The artisan village near Mae Chan, Thailand that my family and I visited October 24 was home to members of the Akha and Kayan Lahwi indigenous groups. Two minorities that normally did not live together had joined forces to improve their livelihoods by promoting tourism and selling handicrafts.
The Akha, who lived on the opposite side of a small creek from the Kayan Lahwi, were the first people I met. Although the “long-neck” Kayan women were the primary draw for tourists who visited by the village, the Akha were the gatekeepers who collected entrance fees and ran a small motorcycle-powered ice cream cart. The cart was an odd sight in the middle of a “traditional” village, but it revealed ingenuity as yet another way for the villagers to earn extra income.

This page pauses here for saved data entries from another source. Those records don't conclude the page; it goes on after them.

// Price domain models
use chrono::{DateTime, Duration, NaiveDate, Utc};

/// One hourly price observation, in €/kWh.
#[derive(Debug, Clone, Copy, PartialEq)]
pub struct PricePoint {
    pub date_time: DateTime<Utc>,
    pub price: f64,
}

impl PricePoint {
    pub fn new(date_time: DateTime<Utc>, price: f64) -> Self {
        Self { date_time, price }
    }

    /// End of the hour this point covers.
    pub fn end_time(&self) -> DateTime<Utc> {
        self.date_time + Duration::hours(1)
    }
}

/// A run of prices where each point is exactly one hour after the previous one.
///
/// Periods built by grouping are never empty. An empty one is still a valid value
/// and the next-period lookup skips it.
#[derive(Debug, Clone, PartialEq)]
pub struct Period {
    points: Vec<PricePoint>,
}

impl Period {
    pub fn new(points: Vec<PricePoint>) -> Self {
        Self { points }
    }

    pub fn points(&self) -> &[PricePoint] {
        &self.points
    }

    pub fn start(&self) -> Option<DateTime<Utc>> {
        self.points.first().map(|p| p.date_time)
    }

    /// Timestamp of the last point in the period (not the end of its hour).
    pub fn end(&self) -> Option<DateTime<Utc>> {
        self.points.last().map(|p| p.date_time)
    }
}

#[derive(Debug, Clone, Copy, PartialEq, Eq, Default)]
pub enum DayRating {
    /// No prices for the day.
    #[default]
    Unknown,
    Good,
    Normal,
    Bad,
}

impl DayRating {
    pub fn as_str(&self) -> &'static str {
        match self {
            DayRating::Unknown => "UNKNOWN",
            DayRating::Good => "GOOD",
            DayRating::Normal => "NORMAL",
            DayRating::Bad => "BAD",
        }
    }
}

impl std::fmt::Display for DayRating {
    fn fmt(&self, f: &mut std::fmt::Formatter<'_>) -> std::fmt::Result {
        f.write_str(self.as_str())
    }
}

#[derive(Debug, Clone, PartialEq)]
pub struct DailyAverage {
    pub date: NaiveDate,
    pub average: f64,
}

#[derive(Debug, Clone, PartialEq, Default)]
pub struct DailyPriceInfo {
    pub day_rating: DayRating,
    pub day_average: f64,
    pub thirty_day_average: f64,
    pub prices: Vec<PricePoint>,
    pub cheap_periods: Vec<Period>,
    pub expensive_periods: Vec<Period>,
}

impl DailyPriceInfo {
    /// Info for a day with no published prices.
    pub fn unknown() -> Self {
        Self::default()
    }
}

#[cfg(test)]
mod tests {
    use super::*;
    use chrono::TimeZone;

    #[test]
    fn test_period_bounds() {
        let first = PricePoint::new(Utc.with_ymd_and_hms(2024, 3, 1, 5, 0, 0).unwrap(), 0.1);
        let last = PricePoint::new(Utc.with_ymd_and_hms(2024, 3, 1, 6, 0, 0).unwrap(), 0.2);
        let period = Period::new(vec![first, last]);

        assert_eq!(period.start(), Some(first.date_time));
        assert_eq!(period.end(), Some(last.date_time));
        assert_eq!(period.points().len(), 2);
        assert_eq!(last.end_time(), Utc.with_ymd_and_hms(2024, 3, 1, 7, 0, 0).unwrap());
    }

    #[test]
    fn test_empty_period_has_no_bounds() {
        let period = Period::new(Vec::new());
        assert!(period.points().is_empty());
        assert_eq!(period.start(), None);
        assert_eq!(period.end(), None);
    }

    #[test]
    fn test_unknown_is_default_rating() {
        assert_eq!(DailyPriceInfo::unknown().day_rating, DayRating::Unknown);
        assert_eq!(DayRating::Good.to_string(), "GOOD");
    }
}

I did not realize that different ethnic groups lived together until I went back to the Akha side of the creek and noticed that the women there looked different from the Kayan. The Akha women wore distinctive headdresses bedecked with silver circlets instead of brass coils around their necks and more formal ceremonial clothing. Women who managed the market stalls eagerly tried to sell us handicrafts as we passed on our way to the Kayan side. The men I saw manned the ticket booth and parking lot at the village entrance. Tourists tended to buy arts and crafts from the Kayan, passing by the Akha’s stalls without another thought. I conjectured that the Akha were in charge of collecting entrance fees while the Kayan drew crowds. I surmised that when the Kayan fled from Burma in the 1980s and 1990s they were invited by the Akha to live and work together in order to attract tourist dollars.
One of six major hill tribes in Thailand that include the Lahu, Karen, Hmong/Miao, Mien/Yao and Lisu, the Akha have traditionally engaged in subsistence farming in a region stretching from China to Thailand, Laos, and Burma. They have come into conflict with governments and other interests over engaging in slash-and-burn agriculture and living in areas with protected ecosystems or forestlands. During my visit, I noted that the Ahka engaged in small-scale banana and rice cultivation.
I spoke with one Akha woman about life in her village. She said in English that her two children attended a public school in Mae Chan for “a better life” and that she worked to help put them through school. She did not like living there but could not move because she did not have a permit to live elsewhere. She said that life there was not easy. I was touched by her story and wondered what, if anything, I could do for her.